Even though it's not his most sombre film, Match Point is probably Allen's most bleak and nihilistic. Chris is obsessed with the idea that people have almost no control over their lives, and that everything that happens is more often than not due to luck than human agency. The story reflects that, since almost every event in Chris' life hinges on him being in either the right or wrong place at exactly the right or wrong time, allowing him to see something that he shouldn't or to take advantage of an opportunity that will help him get what he wants. That could be viewed as a cheap means of disguising the contrivances of the plot behind a theme, but the theme is so ingrained in the character of Chris and his worldview that it enhances the icy, dispassionate quality of the film. It feels like an adaptation of a Patricia Highsmith novel that she forgot to actually write, with Chris Wilton as Tom Ripley sans charm.

While it is undoubtedly one of Allen's most cold and mechanical films, it's also one of his most sensual. Whereas most of his films are about romantic love and the neuroses that result from it, Match Point is solely concerned with animalistic lust, and the scenes between Chris and Nola practically throb with desire. From their first scene together, in which Chris teaches Nola how to play table tennis better, the film shows that they are in the thrall of the same unstoppable, doomed passion that drove Fred MacMurray to kill Barbara Stanwyck's husband in Double Indemnity. It's a force as undeniable as gravity, and Johansson ably embodies an ideal of desire without losing sight of the incredibly messed up person who is excited, then hurt by it.

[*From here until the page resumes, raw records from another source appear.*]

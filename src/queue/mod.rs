//! Bounded priority queue and its heap engine.
//!
//! [`BoundedPriorityQueue`] keeps one max-heap on weight for popping and a
//! second, min-ordered heap over the same entries for eviction. Both heaps
//! share one entry arena; every entry tracks its slot in each heap.

mod bounded;
mod bounded_tests;
mod heap;
mod order;

pub use bounded::{BoundedPriorityQueue, Drain};
pub use order::Order;
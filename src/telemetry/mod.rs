//! Telemetry for bounded-pq.
//!
//! Structured logging via `tracing`. No metrics or network exporters.

mod logging;

pub use logging::{init_logging, LogConfig, LogError, LogFormat};
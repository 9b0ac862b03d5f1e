//! Fuzz target for queue operation sequences.
//!
//! Drives arbitrary push/pop/offer sequences against a sorted-vector model
//! and checks length, capacity, and pop priorities after every step.

#![no_main]

use arbitrary::Arbitrary;
use libfuzzer_sys::fuzz_target;

use bounded_pq::{BoundedPriorityQueue, Order};

#[derive(Debug, Arbitrary)]
enum Op {
    Push(i16),
    PushNan,
    Offer(i16),
    Pop,
    Clear,
}

#[derive(Debug, Arbitrary)]
struct Input {
    capacity: u8,
    min: bool,
    ops: Vec<Op>,
}

fuzz_target!(|input: Input| {
    let order = if input.min { Order::Min } else { Order::Max };
    let capacity = usize::from(input.capacity % 32);
    let mut queue = BoundedPriorityQueue::new(capacity, order);
    // Best first; NaN last.
    let mut model: Vec<f64> = Vec::new();

    let insert = |model: &mut Vec<f64>, p: f64| {
        let pos = model.iter().position(|&q| order.outranks(p, q)).unwrap_or(model.len());
        model.insert(pos, p);
        if capacity > 0 && model.len() > capacity {
            model.pop();
        }
    };

    for op in input.ops {
        match op {
            Op::Push(p) => {
                queue.push((), f64::from(p));
                insert(&mut model, f64::from(p));
            }
            Op::PushNan => {
                queue.push((), f64::NAN);
                insert(&mut model, f64::NAN);
            }
            Op::Offer(p) => {
                let evicted = queue.offer((), f64::from(p));
                assert_eq!(evicted.is_some(), capacity > 0 && model.len() == capacity);
                insert(&mut model, f64::from(p));
            }
            Op::Pop => {
                let got = queue.pop_with_priority().ok().map(|(_, p)| p);
                let want = (!model.is_empty()).then(|| model.remove(0));
                match (got, want) {
                    (Some(g), Some(w)) => assert!(g == w || (g.is_nan() && w.is_nan())),
                    (None, None) => {}
                    other => panic!("pop mismatch: {other:?}"),
                }
            }
            Op::Clear => {
                queue.clear();
                model.clear();
            }
        }
        assert_eq!(queue.len(), model.len());
        if capacity > 0 {
            assert!(queue.len() <= capacity);
        }
    }
});
use crate::errors::FetchError;
use async_trait::async_trait;

/// Base trait for page fetchers
#[async_trait]
pub trait PageFetcher: Send + Sync {
    /// Fetch the markup at `url`.
    ///
    /// A single attempt: no retries, non-2xx statuses are errors.
    async fn fetch(&self, url: &str) -> Result<String, FetchError>;
}
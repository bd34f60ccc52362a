use url::Url;
use crate::errors::FetchError;

// URL 规范化：非 ASCII 路径段在发送前做百分号编码
pub fn normalize_url(raw: &str) -> Result<Url, FetchError> {
    let invalid = |reason: String| FetchError::InvalidUrl {
        url: raw.to_string(),
        reason,
    };

    let url = Url::parse(raw.trim()).map_err(|e| invalid(e.to_string()))?;

    match url.scheme() {
        "http" | "https" => {}
        other => return Err(invalid(format!("unsupported scheme '{}'", other))),
    }

    if url.host_str().map_or(true, str::is_empty) {
        return Err(invalid("missing host".to_string()));
    }

    Ok(url)
}

// 单元格文本清理：去除首尾空白并合并内部空白
pub fn clean_text(text: &str) -> String {
    text.split_whitespace().collect::<Vec<_>>().join(" ")
}
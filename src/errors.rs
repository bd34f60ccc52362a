use thiserror::Error;

/// Failure of a single page fetch
#[derive(Error, Debug)]
pub enum FetchError {
    #[error("Invalid URL {url}: {reason}")]
    InvalidUrl { url: String, reason: String },

    #[error("Network error fetching {url}: {cause}")]
    Network { url: String, cause: String },

    #[error("Upstream returned HTTP {status} for {url}")]
    UpstreamHttp { status: u16, url: String },
}

impl FetchError {
    /// HTTP status carried by an upstream failure
    pub fn status(&self) -> Option<u16> {
        match self {
            FetchError::UpstreamHttp { status, .. } => Some(*status),
            _ => None,
        }
    }
}

/// The markup could not be turned into a document at all
#[derive(Error, Debug)]
#[error("Parse error: {0}")]
pub struct ParseError(pub String);

/// A scrape that failed before normalization began
#[derive(Error, Debug)]
pub enum PipelineError {
    #[error("Scrape of {url} failed: {source}")]
    Fetch {
        url: String,
        #[source]
        source: FetchError,
    },

    #[error("Scrape of {url} failed: {source}")]
    Parse {
        url: String,
        #[source]
        source: ParseError,
    },
}

impl PipelineError {
    pub fn url(&self) -> &str {
        match self {
            PipelineError::Fetch { url, .. } | PipelineError::Parse { url, .. } => url,
        }
    }

    /// The fetch failure, if that is what stopped the scrape
    pub fn fetch_error(&self) -> Option<&FetchError> {
        match self {
            PipelineError::Fetch { source, .. } => Some(source),
            PipelineError::Parse { .. } => None,
        }
    }
}

#[derive(Error, Debug)]
pub enum FundsError {
    #[error(transparent)]
    PipelineError(#[from] PipelineError),

    #[error("Fund not found at index {index} ({total} funds available)")]
    FundNotFound { index: usize, total: usize },

    #[error("Configuration error: {0}")]
    ConfigError(String),
}

pub type Result<T> = std::result::Result<T, FundsError>;
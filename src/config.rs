use std::time::Duration;
use scraper::Selector;
use crate::errors::{FundsError, Result};
use crate::period::DEFAULT_OFFSET_DAYS;

pub const SOURCE_BASE_URL: &str = "https://www.mygemel.net/";

/// קרנות השתלמות, kept pre-encoded the way the site links it
pub const DEFAULT_SOURCE_URL: &str =
    "https://www.mygemel.net/%D7%A7%D7%A8%D7%A0%D7%95%D7%AA-%D7%94%D7%A9%D7%AA%D7%9C%D7%9E%D7%95%D7%AA";

/// Product types the site publishes a comparison table for
pub const PRODUCT_TYPES: [&str; 5] = [
    "קרנות השתלמות",
    "קופות גמל",
    "קופות גמל להשקעה",
    "פוליסות חיסכון",
    "קרנות פנסיה",
];

const DEFAULT_USER_AGENT: &str =
    "Mozilla/5.0 (Windows NT 10.0; Win64; x64) AppleWebKit/537.36 (KHTML, like Gecko) Chrome/124.0.0.0 Safari/537.36";

/// Source URL for a product type; unknown or missing types use the default page
pub fn source_url_for(product_type: Option<&str>) -> String {
    match product_type.map(str::trim) {
        Some(name) if name == PRODUCT_TYPES[0] => DEFAULT_SOURCE_URL.to_string(),
        Some(name) if PRODUCT_TYPES.contains(&name) => {
            format!("{}{}", SOURCE_BASE_URL, name.replace(' ', "-"))
        }
        _ => DEFAULT_SOURCE_URL.to_string(),
    }
}

/// Which cell feeds which fund field.
///
/// Layouts that do not publish a horizon leave it as `None`; the fund then
/// carries an empty string for that return.
#[derive(Debug, Clone, Copy, PartialEq, Eq)]
pub struct ColumnMap {
    pub name: usize,
    pub current_period: usize,
    pub last_year: Option<usize>,
    pub last_3_years: Option<usize>,
    pub last_5_years: Option<usize>,
}

impl ColumnMap {
    pub fn highest(&self) -> usize {
        [self.last_year, self.last_3_years, self.last_5_years]
            .into_iter()
            .flatten()
            .chain([self.name, self.current_period])
            .max()
            .unwrap_or(0)
    }
}

impl Default for ColumnMap {
    fn default() -> Self {
        Self {
            name: 0,
            current_period: 1,
            last_year: Some(2),
            last_3_years: Some(3),
            last_5_years: Some(4),
        }
    }
}

/// Shape of the source table
#[derive(Debug, Clone, PartialEq, Eq)]
pub struct TableSchema {
    pub row_selector: String,
    pub cell_selector: String,
    pub min_columns: usize,
    pub columns: ColumnMap,
}

impl TableSchema {
    pub fn with_min_columns(mut self, min_columns: usize) -> Self {
        self.min_columns = min_columns;
        self
    }

    pub fn with_columns(mut self, columns: ColumnMap) -> Self {
        self.columns = columns;
        self
    }

    pub fn with_selectors(mut self, row: &str, cell: &str) -> Self {
        self.row_selector = row.to_string();
        self.cell_selector = cell.to_string();
        self
    }

    pub fn validate(&self) -> Result<()> {
        for selector in [&self.row_selector, &self.cell_selector] {
            Selector::parse(selector).map_err(|e| {
                FundsError::ConfigError(format!("Invalid selector '{}': {:?}", selector, e))
            })?;
        }

        if self.columns.highest() >= self.min_columns {
            return Err(FundsError::ConfigError(format!(
                "Column {} is mapped but rows only need {} columns",
                self.columns.highest(),
                self.min_columns
            )));
        }

        Ok(())
    }
}

impl Default for TableSchema {
    fn default() -> Self {
        Self {
            row_selector: "tr".to_string(),
            cell_selector: "td".to_string(),
            min_columns: 5,
            columns: ColumnMap::default(),
        }
    }
}

pub struct Config {
    pub request_timeout: Duration,
    pub user_agent: String,
    pub cache_ttl: Duration,
    pub offset_days: u32,
    pub schema: TableSchema,
}

impl Config {
    pub fn new() -> Self {
        Self {
            request_timeout: Duration::from_secs(30),
            user_agent: DEFAULT_USER_AGENT.to_string(),
            cache_ttl: Duration::from_secs(600),
            offset_days: DEFAULT_OFFSET_DAYS,
            schema: TableSchema::default(),
        }
    }

    pub fn with_request_timeout(mut self, timeout: Duration) -> Self {
        self.request_timeout = timeout;
        self
    }

    pub fn with_user_agent(mut self, user_agent: &str) -> Self {
        self.user_agent = user_agent.to_string();
        self
    }

    /// Zero disables caching
    pub fn with_cache_ttl(mut self, ttl: Duration) -> Self {
        self.cache_ttl = ttl;
        self
    }

    pub fn with_offset_days(mut self, days: u32) -> Self {
        self.offset_days = days;
        self
    }

    pub fn with_schema(mut self, schema: TableSchema) -> Self {
        self.schema = schema;
        self
    }
}

impl Default for Config {
    fn default() -> Self {
        Self::new()
    }
}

Chris comes across as a ruthless social climber determined to do anything to get ahead, an impression that is furthered by Meyers' thoroughly unlikable performance. His performance actually verges on being awful since he comes across as so insincere - hobbling the idea that he is some sort of great liar - but viewed as an extension of the idea that Chris achieves everything through chance, it makes the performance make sense in context; he doesn't have to be charming or charismatic, he just needs to know how to take advantage when presented with an opportunity. It also adds some power to the scenes where everything becomes a bit too much for Chris, especially during the film's incredibly strong, guilt-wracked final act. Any sign of genuine feeling from someone who otherwise seems sociopathic has tremendous impact, especially from a character who starts out as borderline reprehensible and just gets worse from there.

Like a lot of the films from that era of Allen's career, Match Point is a little flabby in its editing and feels like it could have done with some trimming, especially considering how long it takes to force Chris to take action, but it also has a certain elegance to its construction. Allen's script shows terrific economy in setting up who Chris is and how he relates to everyone, then takes its time in laying the trap from which he has to extricate himself. The ultimate resolution might feel a little cheap and easy considering how well everything else is set up, but then again it feels thematically correct given how everything else in the film is as dependent on luck (or, less charitably, massive contrivances) as the denouement.

Ultimately, whether or not Match Point works for you depends on where you land on its ideas about luck; if you buy into them, then the film is a pretty tightly wound thriller than uncoils at precisely the right moment. If you don't, then it's an overwrought, contrived film about an utter bastard who deserves justice for his misdeeds. I fell firmly into the former camp, but it is, appropriately enough, very much down to the luck of the draw.